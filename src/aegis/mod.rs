//! Aegis: the two-stage verification gate.
//!
//! Stage 1 (TESTING) counts lint issues, build warnings and bug markers.
//! Only when none of those fail does Stage 2 (VERIFIED) look for dead code
//! and suppressed diagnostics. Tool failures are collected separately and
//! never become fail reasons themselves.

pub mod checks;
pub mod exec;

pub use checks::{CheckRunner, Toolchain, ToolchainRunner};
pub use exec::ExecError;

use serde::Serialize;

use crate::config::ExecErrorPolicy;

/// Stage a verification run reached.
#[derive(Debug, Clone, Copy, PartialEq, Eq, Serialize)]
#[serde(rename_all = "UPPERCASE")]
pub enum Stage {
    Testing,
    Verified,
}

impl Stage {
    pub fn as_str(&self) -> &'static str {
        match self {
            Stage::Testing => "TESTING",
            Stage::Verified => "VERIFIED",
        }
    }
}

impl std::fmt::Display for Stage {
    fn fmt(&self, f: &mut std::fmt::Formatter<'_>) -> std::fmt::Result {
        write!(f, "{}", self.as_str())
    }
}

/// Verdict of a verification run.
#[derive(Debug, Clone, Copy, PartialEq, Eq, Serialize)]
#[serde(rename_all = "lowercase")]
pub enum Status {
    Passed,
    Failed,
    /// No fail reasons, but some checks could not run (strict policy only).
    Inconclusive,
}

impl Status {
    pub fn as_str(&self) -> &'static str {
        match self {
            Status::Passed => "passed",
            Status::Failed => "failed",
            Status::Inconclusive => "inconclusive",
        }
    }
}

impl std::fmt::Display for Status {
    fn fmt(&self, f: &mut std::fmt::Formatter<'_>) -> std::fmt::Result {
        write!(f, "{}", self.as_str())
    }
}

/// Outcome of one verification run.
///
/// Only [`AegisVerifier`] builds these. `status` is `failed` exactly when
/// `fail_reasons` is non-empty, at every point during the run.
#[derive(Debug, Clone, PartialEq, Eq, Serialize)]
pub struct VerificationResult {
    stage: Stage,
    status: Status,
    lint_issues: u32,
    warnings: u32,
    core_bugs: u32,
    dead_code: bool,
    suppressed: bool,
    algorithm_ok: bool,
    fail_reasons: Vec<String>,
    exec_errors: Vec<String>,
}

impl VerificationResult {
    fn new() -> Self {
        Self {
            stage: Stage::Testing,
            status: Status::Passed,
            lint_issues: 0,
            warnings: 0,
            core_bugs: 0,
            dead_code: false,
            suppressed: false,
            algorithm_ok: false,
            fail_reasons: Vec::new(),
            exec_errors: Vec::new(),
        }
    }

    fn fail(&mut self, reason: String) {
        self.fail_reasons.push(reason);
        self.status = Status::Failed;
    }

    /// Unwrap a check result, recording an exec error and falling back to
    /// the zero finding.
    fn capture<T: Default>(&mut self, outcome: Result<T, ExecError>) -> T {
        match outcome {
            Ok(value) => value,
            Err(e) => {
                tracing::warn!(error = %e, "check could not run");
                self.exec_errors.push(e.to_string());
                T::default()
            }
        }
    }

    pub fn stage(&self) -> Stage {
        self.stage
    }

    pub fn status(&self) -> Status {
        self.status
    }

    pub fn passed(&self) -> bool {
        self.status == Status::Passed
    }

    pub fn lint_issues(&self) -> u32 {
        self.lint_issues
    }

    pub fn warnings(&self) -> u32 {
        self.warnings
    }

    pub fn core_bugs(&self) -> u32 {
        self.core_bugs
    }

    pub fn dead_code(&self) -> bool {
        self.dead_code
    }

    pub fn suppressed(&self) -> bool {
        self.suppressed
    }

    pub fn algorithm_ok(&self) -> bool {
        self.algorithm_ok
    }

    pub fn fail_reasons(&self) -> &[String] {
        &self.fail_reasons
    }

    pub fn exec_errors(&self) -> &[String] {
        &self.exec_errors
    }
}

/// Sequences the checks of a [`CheckRunner`] into a verdict.
pub struct AegisVerifier<'a> {
    runner: &'a dyn CheckRunner,
    policy: ExecErrorPolicy,
}

impl<'a> AegisVerifier<'a> {
    pub fn new(runner: &'a dyn CheckRunner, policy: ExecErrorPolicy) -> Self {
        Self { runner, policy }
    }

    pub fn verify(&self) -> VerificationResult {
        let mut result = VerificationResult::new();

        tracing::info!(stage = %Stage::Testing, "aegis stage 1");
        let lint_issues = self.runner.lint_issues();
        result.lint_issues = result.capture(lint_issues);
        let warnings = self.runner.warnings();
        result.warnings = result.capture(warnings);
        let core_bugs = self.runner.core_bugs();
        result.core_bugs = result.capture(core_bugs);

        if result.lint_issues > 0 {
            result.fail(format!("lint_issues:{}", result.lint_issues));
        }
        if result.warnings > 0 {
            result.fail(format!("warnings:{}", result.warnings));
        }
        if result.core_bugs > 0 {
            result.fail(format!("core_bugs:{}", result.core_bugs));
        }

        if !result.fail_reasons.is_empty() {
            tracing::info!(reasons = ?result.fail_reasons, "aegis stopped at stage 1");
            return result;
        }

        result.stage = Stage::Verified;
        tracing::info!(stage = %Stage::Verified, "aegis stage 2");
        let dead_code = self.runner.dead_code();
        result.dead_code = result.capture(dead_code);
        let suppressed = self.runner.suppressed_elements();
        result.suppressed = result.capture(suppressed);
        // No automated algorithm check exists yet.
        result.algorithm_ok = true;

        if result.dead_code {
            result.fail("dead_code:found".to_string());
        }
        if result.suppressed {
            result.fail("suppressed_elements:found".to_string());
        }

        if result.status == Status::Passed
            && self.policy == ExecErrorPolicy::Strict
            && !result.exec_errors.is_empty()
        {
            result.status = Status::Inconclusive;
        }

        tracing::info!(status = %result.status, "aegis finished");
        result
    }
}

#[cfg(test)]
pub(crate) mod testing {
    use super::*;
    use std::cell::Cell;

    /// Canned check results, counting Stage 2 calls.
    #[derive(Default)]
    pub struct FakeRunner {
        pub lint_issues: u32,
        pub warnings: u32,
        pub core_bugs: u32,
        pub dead_code: bool,
        pub suppressed: bool,
        pub broken_warnings: bool,
        pub broken_dead_code: bool,
        pub stage2_calls: Cell<u32>,
    }

    fn broken(tool: &str) -> ExecError {
        ExecError::NotFound {
            tool: tool.to_string(),
        }
    }

    impl CheckRunner for FakeRunner {
        fn lint_issues(&self) -> Result<u32, ExecError> {
            Ok(self.lint_issues)
        }

        fn warnings(&self) -> Result<u32, ExecError> {
            if self.broken_warnings {
                return Err(broken("cargo check"));
            }
            Ok(self.warnings)
        }

        fn core_bugs(&self) -> Result<u32, ExecError> {
            Ok(self.core_bugs)
        }

        fn dead_code(&self) -> Result<bool, ExecError> {
            self.stage2_calls.set(self.stage2_calls.get() + 1);
            if self.broken_dead_code {
                return Err(broken("go vet"));
            }
            Ok(self.dead_code)
        }

        fn suppressed_elements(&self) -> Result<bool, ExecError> {
            self.stage2_calls.set(self.stage2_calls.get() + 1);
            Ok(self.suppressed)
        }
    }
}

#[cfg(test)]
mod tests {
    use super::testing::FakeRunner;
    use super::*;

    fn verify(runner: &FakeRunner) -> VerificationResult {
        AegisVerifier::new(runner, ExecErrorPolicy::Lenient).verify()
    }

    fn assert_status_invariant(result: &VerificationResult) {
        assert_eq!(
            result.status() == Status::Failed,
            !result.fail_reasons().is_empty()
        );
    }

    #[test]
    fn test_clean_project_passes() {
        let runner = FakeRunner::default();
        let result = verify(&runner);
        assert_eq!(result.stage(), Stage::Verified);
        assert_eq!(result.status(), Status::Passed);
        assert!(result.algorithm_ok());
        assert!(result.fail_reasons().is_empty());
        assert_eq!(runner.stage2_calls.get(), 2);
        assert_status_invariant(&result);
    }

    #[test]
    fn test_core_bug_stops_at_stage_one() {
        let runner = FakeRunner {
            core_bugs: 1,
            dead_code: true,
            suppressed: true,
            ..FakeRunner::default()
        };
        let result = verify(&runner);
        assert_eq!(result.stage(), Stage::Testing);
        assert_eq!(result.status(), Status::Failed);
        assert_eq!(result.fail_reasons(), ["core_bugs:1"]);
        assert!(!result.dead_code());
        assert!(!result.suppressed());
        assert!(!result.algorithm_ok());
        assert_eq!(runner.stage2_calls.get(), 0);
        assert_status_invariant(&result);
    }

    #[test]
    fn test_all_stage_one_reasons_collected() {
        let runner = FakeRunner {
            lint_issues: 3,
            warnings: 2,
            core_bugs: 5,
            ..FakeRunner::default()
        };
        let result = verify(&runner);
        assert_eq!(
            result.fail_reasons(),
            ["lint_issues:3", "warnings:2", "core_bugs:5"]
        );
        assert_eq!(result.lint_issues(), 3);
        assert_eq!(result.warnings(), 2);
        assert_eq!(result.core_bugs(), 5);
    }

    #[test]
    fn test_stage_two_failures() {
        let runner = FakeRunner {
            dead_code: true,
            suppressed: true,
            ..FakeRunner::default()
        };
        let result = verify(&runner);
        assert_eq!(result.stage(), Stage::Verified);
        assert_eq!(result.status(), Status::Failed);
        assert_eq!(
            result.fail_reasons(),
            ["dead_code:found", "suppressed_elements:found"]
        );
        assert!(result.algorithm_ok());
        assert_status_invariant(&result);
    }

    #[test]
    fn test_exec_errors_do_not_fail_lenient_run() {
        let runner = FakeRunner {
            broken_warnings: true,
            broken_dead_code: true,
            ..FakeRunner::default()
        };
        let result = verify(&runner);
        assert_eq!(result.status(), Status::Passed);
        assert_eq!(result.warnings(), 0);
        assert!(!result.dead_code());
        assert_eq!(
            result.exec_errors(),
            ["cargo check not found in PATH", "go vet not found in PATH"]
        );
        assert_status_invariant(&result);
    }

    #[test]
    fn test_strict_policy_is_inconclusive() {
        let runner = FakeRunner {
            broken_warnings: true,
            ..FakeRunner::default()
        };
        let result = AegisVerifier::new(&runner, ExecErrorPolicy::Strict).verify();
        assert_eq!(result.status(), Status::Inconclusive);
        assert!(result.fail_reasons().is_empty());
        assert!(!result.passed());
        assert_status_invariant(&result);
    }

    #[test]
    fn test_strict_policy_keeps_real_failures() {
        let runner = FakeRunner {
            broken_warnings: true,
            lint_issues: 1,
            ..FakeRunner::default()
        };
        let result = AegisVerifier::new(&runner, ExecErrorPolicy::Strict).verify();
        assert_eq!(result.status(), Status::Failed);
        assert_eq!(result.exec_errors().len(), 1);
    }

    #[test]
    fn test_serialized_shape() {
        let result = verify(&FakeRunner::default());
        let json = serde_json::to_value(&result).unwrap();
        assert_eq!(json["stage"], "VERIFIED");
        assert_eq!(json["status"], "passed");
        assert_eq!(json["algorithm_ok"], true);
    }
}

···

◆ TASK ITEM: For the string "struct", go through the entries above and copy each line where it occurs.

◆ WRITTEN SOLUTION:
pub struct VerificationResult {
pub struct AegisVerifier<'a> {
    pub struct FakeRunner {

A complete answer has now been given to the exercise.